EVANSVILLE, Ind. — A southwest Indiana county is seeing a sharp increase in drug overdose deaths this year.

Vanderburgh County Coroner Steve Lockyear told the Evansville Courier & Press that 55 people have died from overdoses so far this year, compared to last year’s overall total of 50 deaths.

The deaths have been attributed to methamphetamine, heroin, prescription medication and other drugs. There has been a decrease in the number of heroin and fentanyl related deaths, but the number of methamphetamine deaths has increased, Lockyear said.

“We’re trying to track them the best we can so we can give treatment centers, law enforcement and such the tools they need to go out and combat this,” Lockyear said.

Lockyear said the victims have ranged in age from 22 to 81. Six of the deaths this year have been ruled suicides.

Vanderburgh County has about 180,000 residents.
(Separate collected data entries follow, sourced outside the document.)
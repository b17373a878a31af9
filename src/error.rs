use std::path::PathBuf;

use thiserror::Error;

/// Every fault a processing call can produce.
///
/// `process` converts these into `ProcessingResult::Failure`; none of them
/// escapes that boundary.
#[derive(Debug, Error)]
pub enum SvgError {
    #[error("Invalid SVG")]
    Parse(#[from] ParseError),

    #[error("Cannot resize: root svg element has no viewBox")]
    MissingViewBox,

    #[error("Cannot resize: invalid viewBox \"{value}\"")]
    InvalidViewBox { value: String },

    #[error("Invalid target size: {0}")]
    InvalidTargetSize(f64),

    #[error("Unrecognized color value for {attribute}: \"{value}\"")]
    ColorResolution { attribute: String, value: String },

    #[error("Template error: {0}")]
    Template(#[from] minijinja::Error),

    #[error("{0}")]
    Unknown(String),
}

/// Why markup could not be turned into a [`Document`](crate::Document).
#[derive(Debug, Error)]
pub enum ParseError {
    #[error("XML parsing error: {0}")]
    Xml(#[from] quick_xml::Error),

    #[error("Invalid attribute: {0}")]
    Attribute(#[from] quick_xml::events::attributes::AttrError),

    #[error("No svg element found")]
    NoSvgElement,

    #[error("Elements nested deeper than {0} levels")]
    TooDeep(usize),

    #[error("Unexpected end of file")]
    UnexpectedEof,

    #[error("UTF-8 error: {0}")]
    Utf8(#[from] std::str::Utf8Error),
}

#[derive(Debug, Error)]
pub enum ConfigError {
    #[error("IO error when reading `{}`", .0.display())]
    Io(PathBuf, #[source] std::io::Error),

    #[error("Config file parsing error: {0}")]
    Toml(#[from] toml::de::Error),
}
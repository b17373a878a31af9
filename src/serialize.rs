//! SVG serialization back to markup.

use crate::ast::*;

/// Serialize the document's root element to markup.
///
/// Output is the outer markup of the root `svg` element: attributes in
/// source order, text kept verbatim, childless elements self-closed. No XML
/// declaration or DOCTYPE is written.
pub fn serialize(doc: &Document) -> String {
    let mut out = String::new();
    serialize_element(&mut out, &doc.root);
    out
}

fn serialize_element(out: &mut String, elem: &Element) {
    out.push('<');
    out.push_str(&elem.name.full_name());

    for attr in &elem.attributes {
        out.push(' ');
        out.push_str(&attr.name.full_name());
        out.push_str("=\"");
        push_escaped_attr(out, &attr.value);
        out.push('"');
    }

    // Children or self-closing
    if elem.children.is_empty() {
        out.push_str("/>");
    } else {
        out.push('>');

        for child in &elem.children {
            serialize_node(out, child);
        }

        out.push_str("</");
        out.push_str(&elem.name.full_name());
        out.push('>');
    }
}

fn serialize_node(out: &mut String, node: &Node) {
    match node {
        Node::Element(elem) => serialize_element(out, elem),
        Node::Text(text) => push_escaped_text(out, text),
        Node::Comment(comment) => {
            out.push_str("<!--");
            out.push_str(comment);
            out.push_str("-->");
        }
        Node::CData(data) => {
            out.push_str("<![CDATA[");
            out.push_str(data);
            out.push_str("]]>");
        }
        Node::ProcessingInstruction { target, content } => {
            out.push_str("<?");
            out.push_str(target);
            if let Some(c) = content {
                out.push(' ');
                out.push_str(c);
            }
            out.push_str("?>");
        }
    }
}

fn push_escaped_attr(out: &mut String, s: &str) {
    for c in s.chars() {
        match c {
            '"' => out.push_str("&quot;"),
            '&' => out.push_str("&amp;"),
            '<' => out.push_str("&lt;"),
            '>' => out.push_str("&gt;"),
            _ => out.push(c),
        }
    }
}

fn push_escaped_text(out: &mut String, s: &str) {
    for c in s.chars() {
        match c {
            '&' => out.push_str("&amp;"),
            '<' => out.push_str("&lt;"),
            '>' => out.push_str("&gt;"),
            _ => out.push(c),
        }
    }
}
The U.S. Census Bureau estimates it’s the largest county in southwestern Indiana and the eighth most-populous among the state’s 92 counties.
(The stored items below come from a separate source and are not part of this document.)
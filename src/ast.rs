//! SVG document tree
//!
//! The tree is owned: every element owns its children, nothing points back
//! up. A [`Document`] is created by one processing call and dropped when
//! that call returns.

/// A parsed SVG document, rooted at its `svg` element.
#[derive(Debug, Clone)]
pub struct Document {
    /// The root SVG element
    pub root: Element,
}

/// An SVG/XML element.
#[derive(Debug, Clone)]
pub struct Element {
    /// Element name with optional prefix (e.g., "svg", "svg:rect")
    pub name: QName,
    /// Attributes in source order
    pub attributes: Vec<Attribute>,
    /// Child nodes
    pub children: Vec<Node>,
}

/// A qualified name (possibly with namespace prefix).
#[derive(Debug, Clone, PartialEq, Eq, Hash)]
pub struct QName {
    /// Namespace prefix (e.g., "xlink")
    pub prefix: Option<String>,
    /// Local name (e.g., "href")
    pub local: String,
}

impl QName {
    pub fn new(local: impl Into<String>) -> Self {
        Self {
            prefix: None,
            local: local.into(),
        }
    }

    pub fn with_prefix(prefix: impl Into<String>, local: impl Into<String>) -> Self {
        Self {
            prefix: Some(prefix.into()),
            local: local.into(),
        }
    }

    /// Parse a qualified name from a string like "prefix:local" or just "local".
    pub fn parse(s: &str) -> Self {
        if let Some((prefix, local)) = s.split_once(':') {
            Self::with_prefix(prefix, local)
        } else {
            Self::new(s)
        }
    }

    /// True for an unprefixed name equal to `name`.
    pub fn is_plain(&self, name: &str) -> bool {
        self.prefix.is_none() && self.local == name
    }

    /// Get the full name as a string.
    pub fn full_name(&self) -> String {
        match &self.prefix {
            Some(p) => format!("{}:{}", p, self.local),
            None => self.local.clone(),
        }
    }
}

/// An attribute on an element.
#[derive(Debug, Clone)]
pub struct Attribute {
    pub name: QName,
    pub value: String,
}

impl Attribute {
    pub fn new(name: impl Into<String>, value: impl Into<String>) -> Self {
        Self {
            name: QName::new(name),
            value: value.into(),
        }
    }
}

/// A node in the SVG tree.
#[derive(Debug, Clone)]
pub enum Node {
    /// An element node
    Element(Element),
    /// A text node (unescaped)
    Text(String),
    /// A comment node
    Comment(String),
    /// A CDATA section
    CData(String),
    /// A processing instruction (e.g., `<?xml-stylesheet ... ?>`)
    ProcessingInstruction { target: String, content: Option<String> },
}

impl Element {
    pub fn new(name: impl Into<String>) -> Self {
        Self {
            name: QName::new(name),
            attributes: Vec::new(),
            children: Vec::new(),
        }
    }

    /// Get an unprefixed attribute value by name.
    pub fn get_attr(&self, name: &str) -> Option<&str> {
        self.attributes
            .iter()
            .find(|a| a.name.is_plain(name))
            .map(|a| a.value.as_str())
    }

    /// Set an unprefixed attribute, appending it if absent.
    pub fn set_attr(&mut self, name: impl Into<String>, value: impl Into<String>) {
        let name = name.into();
        if let Some(attr) = self.attributes.iter_mut().find(|a| a.name.is_plain(&name)) {
            attr.value = value.into();
        } else {
            self.attributes.push(Attribute::new(name, value));
        }
    }

    /// Check if this element has a specific local name.
    pub fn is(&self, name: &str) -> bool {
        self.name.local == name
    }

    /// Iterate over child elements only (skip text, comments, etc.).
    pub fn child_elements(&self) -> impl Iterator<Item = &Element> {
        self.children.iter().filter_map(|n| match n {
            Node::Element(e) => Some(e),
            _ => None,
        })
    }

    /// Iterate over child elements mutably.
    pub fn child_elements_mut(&mut self) -> impl Iterator<Item = &mut Element> {
        self.children.iter_mut().filter_map(|n| match n {
            Node::Element(e) => Some(e),
            _ => None,
        })
    }

    /// Remove the first child element named `name`, returning it.
    pub fn remove_first_child(&mut self, name: &str) -> Option<Element> {
        let index = self
            .children
            .iter()
            .position(|n| matches!(n, Node::Element(e) if e.is(name)))?;
        match self.children.remove(index) {
            Node::Element(e) => Some(e),
            _ => None,
        }
    }

    /// Concatenated text content of this element and its descendants.
    pub fn text_content(&self) -> String {
        fn collect(elem: &Element, out: &mut String) {
            for child in &elem.children {
                match child {
                    Node::Text(t) | Node::CData(t) => out.push_str(t),
                    Node::Element(e) => collect(e, out),
                    _ => {}
                }
            }
        }
        let mut out = String::new();
        collect(self, &mut out);
        out
    }

    /// Pre-order search for the first element (self included) named `name`.
    pub fn find(&self, name: &str) -> Option<&Element> {
        if self.is(name) {
            return Some(self);
        }
        self.child_elements().find_map(|child| child.find(name))
    }
}

impl Document {
    /// Visit all elements mutably, parent before children.
    ///
    /// Stops at the first error.
    pub fn try_for_each_element_mut<E>(
        &mut self,
        mut f: impl FnMut(&mut Element) -> Result<(), E>,
    ) -> Result<(), E> {
        fn visit<E>(
            elem: &mut Element,
            f: &mut impl FnMut(&mut Element) -> Result<(), E>,
        ) -> Result<(), E> {
            f(elem)?;
            for child in elem.child_elements_mut() {
                visit(child, f)?;
            }
            Ok(())
        }
        visit(&mut self.root, &mut f)
    }

    /// Visit all elements mutably, parent before children.
    pub fn for_each_element_mut(&mut self, mut f: impl FnMut(&mut Element)) {
        let _ = self.try_for_each_element_mut::<std::convert::Infallible>(|e| {
            f(e);
            Ok(())
        });
    }
}

#[cfg(test)]
mod tests {
    use super::*;

    fn sample() -> Element {
        let mut root = Element::new("svg");
        let mut g = Element::new("g");
        g.children.push(Node::Text("hello ".into()));
        let mut title = Element::new("title");
        title.children.push(Node::Text("world".into()));
        g.children.push(Node::Element(title));
        root.children.push(Node::Element(Element::new("defs")));
        root.children.push(Node::Element(g));
        root.children.push(Node::Element(Element::new("defs")));
        root
    }

    #[test]
    fn test_attr_helpers_ignore_prefixed_names() {
        let mut elem = Element::new("use");
        elem.attributes.push(Attribute {
            name: QName::parse("xlink:href"),
            value: "#a".into(),
        });
        assert_eq!(elem.get_attr("href"), None);

        elem.set_attr("href", "#b");
        assert_eq!(elem.get_attr("href"), Some("#b"));
        assert_eq!(elem.attributes.len(), 2);
        assert_eq!(elem.attributes[0].name.full_name(), "xlink:href");
        assert_eq!(elem.attributes[0].value, "#a");
    }

    #[test]
    fn test_remove_first_child_only_removes_one() {
        let mut root = sample();
        assert!(root.remove_first_child("defs").is_some());
        assert_eq!(root.child_elements().filter(|e| e.is("defs")).count(), 1);
        assert!(root.remove_first_child("metadata").is_none());
    }

    #[test]
    fn test_text_content_and_find() {
        let root = sample();
        assert_eq!(root.find("g").map(|g| g.text_content()), Some("hello world".into()));
        assert_eq!(root.find("title").map(|t| t.text_content()), Some("world".into()));
        assert!(root.find("path").is_none());
    }

    #[test]
    fn test_traversal_is_pre_order() {
        let mut doc = Document { root: sample() };
        let mut names = Vec::new();
        doc.for_each_element_mut(|e| names.push(e.name.local.clone()));
        assert_eq!(names, ["svg", "defs", "g", "title", "defs"]);
    }
}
“I don’t think this is something that is picky. It doesn’t discriminate,” said Sen. Jim Merritt, who has supported legislation in Indiana to fight the opioid epidemic. “This epidemic is incredibly pervasive. It is in small towns, it’s in large towns, it’s everywhere.”
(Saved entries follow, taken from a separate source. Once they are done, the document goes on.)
//! # Digital Signatures Module
//!
//! Signatures made with derived key pairs, for either key algorithm.
//!
//! ## Signature Flow
//!
//! ```text
//! ┌─────────────────────────────────────────────────────────────────────────┐
//! │                         SIGNING FLOW                                    │
//! ├─────────────────────────────────────────────────────────────────────────┤
//! │                                                                         │
//! │  KeyPairInfo ──┬── Sr25519 ──► sign_simple("substrate", message)       │
//! │                │                 64 bytes, randomized                   │
//! │                │                                                        │
//! │                └── Ed25519 ──► Ed25519 sign(message)                   │
//! │                                  64 bytes, deterministic               │
//! │                                                                         │
//! │  A pair without a private key cannot sign (SigningFailed).             │
//! │                                                                         │
//! └─────────────────────────────────────────────────────────────────────────┘
//!
//! ┌─────────────────────────────────────────────────────────────────────────┐
//! │                       VERIFICATION FLOW                                 │
//! ├─────────────────────────────────────────────────────────────────────────┤
//! │                                                                         │
//! │  (algorithm, public key, message, signature) ──► Ok(()) or             │
//! │                                                  VerificationFailed    │
//! │                                                                         │
//! └─────────────────────────────────────────────────────────────────────────┘
//! ```
//!
//! Sr25519 signatures use the Substrate signing context, so they verify
//! against the same keys on chain.

use ed25519_dalek::{Signature as Ed25519Signature, Signer, SigningKey, Verifier, VerifyingKey};
use serde::{Deserialize, Serialize};

use crate::crypto::keys::{KeyAlgorithm, KeyPairInfo};
use crate::crypto::PUBLIC_KEY_SIZE;
use crate::error::{Error, Result};

/// Size of a signature in bytes (both algorithms)
pub const SIGNATURE_SIZE: usize = 64;

/// Schnorrkel signing context used by Substrate
pub const SIGNING_CONTEXT: &[u8] = b"substrate";

/// A 64-byte signature
#[derive(Clone, Copy, Debug, PartialEq, Eq, Serialize, Deserialize)]
pub struct Signature(#[serde(with = "signature_bytes")] pub [u8; SIGNATURE_SIZE]);

impl Signature {
    /// Create from raw bytes
    pub fn from_bytes(bytes: [u8; SIGNATURE_SIZE]) -> Self {
        Self(bytes)
    }

    /// Create from a slice (must be exactly 64 bytes)
    pub fn from_slice(slice: &[u8]) -> Result<Self> {
        if slice.len() != SIGNATURE_SIZE {
            return Err(Error::InvalidKey(format!(
                "Signature must be {} bytes, got {}",
                SIGNATURE_SIZE,
                slice.len()
            )));
        }
        let mut bytes = [0u8; SIGNATURE_SIZE];
        bytes.copy_from_slice(slice);
        Ok(Self(bytes))
    }

    /// Get the raw bytes
    pub fn as_bytes(&self) -> &[u8; SIGNATURE_SIZE] {
        &self.0
    }

    /// Encode as hex string
    pub fn to_hex(&self) -> String {
        hex::encode(self.0)
    }

    /// Decode from hex string
    pub fn from_hex(hex_str: &str) -> Result<Self> {
        let bytes = hex::decode(hex_str)
            .map_err(|e| Error::InvalidKey(format!("Invalid signature hex: {}", e)))?;
        Self::from_slice(&bytes)
    }
}

impl AsRef<[u8]> for Signature {
    fn as_ref(&self) -> &[u8] {
        &self.0
    }
}

/// Sign a message with a derived key pair
///
/// ## Errors
///
/// [`Error::SigningFailed`] if the pair carries no private key or the
/// stored private key does not parse.
pub fn sign(key_pair: &KeyPairInfo, message: &[u8]) -> Result<Signature> {
    let private = key_pair
        .private_key()
        .ok_or_else(|| Error::SigningFailed("key pair has no private key".into()))?;

    match key_pair.algorithm() {
        KeyAlgorithm::Sr25519 => {
            let secret = schnorrkel::SecretKey::from_bytes(private)
                .map_err(|e| Error::SigningFailed(format!("sr25519 secret key: {}", e)))?;
            let public = secret.to_public();
            let sig = secret.sign_simple(SIGNING_CONTEXT, message, &public);
            Ok(Signature(sig.to_bytes()))
        }
        KeyAlgorithm::Ed25519 => {
            let bytes: &[u8; 32] = private
                .try_into()
                .map_err(|_| Error::SigningFailed("ed25519 secret key must be 32 bytes".into()))?;
            let sig = SigningKey::from_bytes(bytes).sign(message);
            Ok(Signature(sig.to_bytes()))
        }
    }
}

/// Verify a signature
///
/// ## Returns
///
/// `Ok(())` if valid, `Err(VerificationFailed)` if invalid
pub fn verify(
    algorithm: KeyAlgorithm,
    public_key: &[u8; PUBLIC_KEY_SIZE],
    message: &[u8],
    signature: &Signature,
) -> Result<()> {
    match algorithm {
        KeyAlgorithm::Sr25519 => {
            let public = schnorrkel::PublicKey::from_bytes(public_key)
                .map_err(|e| Error::InvalidKey(format!("Invalid public key: {}", e)))?;
            let sig = schnorrkel::Signature::from_bytes(&signature.0)
                .map_err(|_| Error::VerificationFailed)?;
            public
                .verify_simple(SIGNING_CONTEXT, message, &sig)
                .map_err(|_| Error::VerificationFailed)
        }
        KeyAlgorithm::Ed25519 => {
            let verifying_key = VerifyingKey::from_bytes(public_key)
                .map_err(|e| Error::InvalidKey(format!("Invalid public key: {}", e)))?;
            let sig = Ed25519Signature::from_bytes(&signature.0);
            verifying_key
                .verify(message, &sig)
                .map_err(|_| Error::VerificationFailed)
        }
    }
}

/// Serde helper for signature bytes
mod signature_bytes {
    use serde::{Deserialize, Deserializer, Serializer};

    pub fn serialize<S>(bytes: &[u8; 64], serializer: S) -> std::result::Result<S::Ok, S::Error>
    where
        S: Serializer,
    {
        serializer.serialize_str(&hex::encode(bytes))
    }

    pub fn deserialize<'de, D>(deserializer: D) -> std::result::Result<[u8; 64], D::Error>
    where
        D: Deserializer<'de>,
    {
        let s = String::deserialize(deserializer)?;
        let bytes = hex::decode(&s).map_err(serde::de::Error::custom)?;
        bytes
            .try_into()
            .map_err(|_| serde::de::Error::custom("Invalid signature length"))
    }
}

// ============================================================================
// TESTS
// ============================================================================

#[cfg(test)]
mod tests {
    use super::*;
    use crate::crypto::junction::DerivationPath;
    use crate::crypto::keys::KeyDerivationService;

    const DEV_PHRASE: &str =
        "bottom drive obey lake curtain smoke basket hold race lonely fit walk";

    fn alice(algorithm: KeyAlgorithm) -> KeyPairInfo {
        let service: KeyDerivationService = KeyDerivationService::default();
        let path = DerivationPath::parse("//Alice").unwrap();
        service
            .generate_key_pair_with(algorithm, DEV_PHRASE, Some(&path), None)
            .unwrap()
    }

    #[test]
    fn test_sign_verify() {
        for algorithm in [KeyAlgorithm::Sr25519, KeyAlgorithm::Ed25519] {
            let pair = alice(algorithm);
            let message = b"Hello, World!";

            let signature = sign(&pair, message).unwrap();
            assert!(verify(algorithm, pair.public_key(), message, &signature).is_ok());
        }
    }

    #[test]
    fn test_verify_wrong_message_fails() {
        for algorithm in [KeyAlgorithm::Sr25519, KeyAlgorithm::Ed25519] {
            let pair = alice(algorithm);
            let signature = sign(&pair, b"Hello, World!").unwrap();
            let result = verify(algorithm, pair.public_key(), b"Wrong message!", &signature);
            assert!(matches!(result, Err(Error::VerificationFailed)));
        }
    }

    #[test]
    fn test_verify_wrong_key_fails() {
        let alice = alice(KeyAlgorithm::Sr25519);
        let service: KeyDerivationService = KeyDerivationService::default();
        let bob = service
            .generate_key_pair(DEV_PHRASE, Some(&DerivationPath::parse("//Bob").unwrap()), None)
            .unwrap();

        let signature = sign(&alice, b"payload").unwrap();
        assert!(verify(KeyAlgorithm::Sr25519, bob.public_key(), b"payload", &signature).is_err());
    }

    #[test]
    fn test_soft_derived_key_signs() {
        let service: KeyDerivationService = KeyDerivationService::default();
        let path = DerivationPath::parse("//Alice/stash").unwrap();
        let pair = service.generate_key_pair(DEV_PHRASE, Some(&path), None).unwrap();

        let signature = sign(&pair, b"soft").unwrap();
        assert!(verify(KeyAlgorithm::Sr25519, pair.public_key(), b"soft", &signature).is_ok());
    }

    #[test]
    fn test_public_only_cannot_sign() {
        let pair = alice(KeyAlgorithm::Sr25519).public_only();
        assert!(matches!(sign(&pair, b"x"), Err(Error::SigningFailed(_))));
    }

    #[test]
    fn test_ed25519_is_deterministic() {
        let pair = alice(KeyAlgorithm::Ed25519);
        assert_eq!(sign(&pair, b"same").unwrap(), sign(&pair, b"same").unwrap());
    }

    #[test]
    fn test_signature_hex() {
        let pair = alice(KeyAlgorithm::Sr25519);
        let signature = sign(&pair, b"hex").unwrap();

        let restored = Signature::from_hex(&signature.to_hex()).unwrap();
        assert_eq!(signature, restored);
        assert!(Signature::from_hex("abcd").is_err());
    }
}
The coroner also said his office is seeing more people die with a combination of drugs in their blood. Combining substances can intensify their effects and make them more deadly, Lockyear said.

Fentanyl is a synthetic pain medication that can be up to 100 times as powerful as morphine, according to the National Institute on Drug Abuse. It becomes much more potent when combined with another drug, such as heroin or cocaine.

Local emergency responders have been carrying naloxone, which can reverse the effects of an opioid overdose.